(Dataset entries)

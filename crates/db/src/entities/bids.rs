//! `SeaORM` Entity for bids table.

use sea_orm::entity::prelude::*;
use serde::{Deserialize, Serialize};

use super::sea_orm_active_enums::BidStatus;

#[derive(Clone, Debug, PartialEq, DeriveEntityModel, Eq, Serialize, Deserialize)]
#[sea_orm(table_name = "bids")]
pub struct Model {
    #[sea_orm(primary_key, auto_increment = false)]
    pub id: Uuid,
    #[sea_orm(unique)]
    pub bid_number: String,
    pub rfq_id: Uuid,
    pub supplier_company_id: Uuid,
    pub submitted_by: Uuid,
    pub status: BidStatus,
    #[sea_orm(column_type = "JsonBinary")]
    pub items: Json,
    #[sea_orm(column_type = "Decimal(Some((19, 4)))")]
    pub total_amount: Decimal,
    pub currency: String,
    #[sea_orm(column_type = "Text", nullable)]
    pub notes: Option<String>,
    pub submitted_at: Option<DateTimeWithTimeZone>,
    #[sea_orm(column_type = "Decimal(Some((5, 2)))", nullable)]
    pub technical_score: Option<Decimal>,
    #[sea_orm(column_type = "Decimal(Some((5, 2)))", nullable)]
    pub commercial_score: Option<Decimal>,
    #[sea_orm(column_type = "Decimal(Some((5, 2)))", nullable)]
    pub delivery_score: Option<Decimal>,
    #[sea_orm(column_type = "Decimal(Some((5, 2)))", nullable)]
    pub total_score: Option<Decimal>,
    #[sea_orm(column_type = "Text", nullable)]
    pub evaluation_notes: Option<String>,
    pub evaluated_by: Option<Uuid>,
    pub evaluated_at: Option<DateTimeWithTimeZone>,
    #[sea_orm(column_type = "Text", nullable)]
    pub rejection_reason: Option<String>,
    pub awarded_at: Option<DateTimeWithTimeZone>,
    pub created_at: DateTimeWithTimeZone,
    pub updated_at: DateTimeWithTimeZone,
    pub version: i64,
}

#[derive(Copy, Clone, Debug, EnumIter, DeriveRelation)]
pub enum Relation {
    #[sea_orm(
        belongs_to = "super::rfqs::Entity",
        from = "Column::RfqId",
        to = "super::rfqs::Column::Id"
    )]
    Rfqs,
    #[sea_orm(has_one = "super::negotiations::Entity")]
    Negotiations,
}

impl Related<super::rfqs::Entity> for Entity {
    fn to() -> RelationDef {
        Relation::Rfqs.def()
    }
}

impl Related<super::negotiations::Entity> for Entity {
    fn to() -> RelationDef {
        Relation::Negotiations.def()
    }
}

impl ActiveModelBehavior for ActiveModel {}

Your objective: Repeat each record exactly, leaving nothing out.

Written answer:
filename crates/db/src/entities/bids.rs
//! `SeaORM` Entity for bids table.

use sea_orm::entity::prelude::*;
use serde::{Deserialize, Serialize};

use super::sea_orm_active_enums::BidStatus;

#[derive(Clone, Debug, PartialEq, DeriveEntityModel, Eq, Serialize, Deserialize)]
#[sea_orm(table_name = "bids")]
pub struct Model {
    #[sea_orm(primary_key, auto_increment = false)]
    pub id: Uuid,
    #[sea_orm(unique)]
    pub bid_number: String,
    pub rfq_id: Uuid,
    pub supplier_company_id: Uuid,
    pub submitted_by: Uuid,
    pub status: BidStatus,
    #[sea_orm(column_type = "JsonBinary")]
    pub items: Json,
    #[sea_orm(column_type = "Decimal(Some((19, 4)))")]
    pub total_amount: Decimal,
    pub currency: String,
    #[sea_orm(column_type = "Text", nullable)]
    pub notes: Option<String>,
    pub submitted_at: Option<DateTimeWithTimeZone>,
    #[sea_orm(column_type = "Decimal(Some((5, 2)))", nullable)]
    pub technical_score: Option<Decimal>,
    #[sea_orm(column_type = "Decimal(Some((5, 2)))", nullable)]
    pub commercial_score: Option<Decimal>,
    #[sea_orm(column_type = "Decimal(Some((5, 2)))", nullable)]
    pub delivery_score: Option<Decimal>,
    #[sea_orm(column_type = "Decimal(Some((5, 2)))", nullable)]
    pub total_score: Option<Decimal>,
    #[sea_orm(column_type = "Text", nullable)]
    pub evaluation_notes: Option<String>,
    pub evaluated_by: Option<Uuid>,
    pub evaluated_at: Option<DateTimeWithTimeZone>,
    #[sea_orm(column_type = "Text", nullable)]
    pub rejection_reason: Option<String>,
    pub awarded_at: Option<DateTimeWithTimeZone>,
    pub created_at: DateTimeWithTimeZone,
    pub updated_at: DateTimeWithTimeZone,
    pub version: i64,
}

#[derive(Copy, Clone, Debug, EnumIter, DeriveRelation)]
pub enum Relation {
    #[sea_orm(
        belongs_to = "super::rfqs::Entity",
        from = "Column::RfqId",
        to = "super::rfqs::Column::Id"
    )]
    Rfqs,
    #[sea_orm(has_one = "super::negotiations::Entity")]
    Negotiations,
}

impl Related<super::rfqs::Entity> for Entity {
    fn to() -> RelationDef {
        Relation::Rfqs.def()
    }
}

impl Related<super::negotiations::Entity> for Entity {
    fn to() -> RelationDef {
        Relation::Negotiations.def()
    }
}

impl ActiveModelBehavior for ActiveModel {}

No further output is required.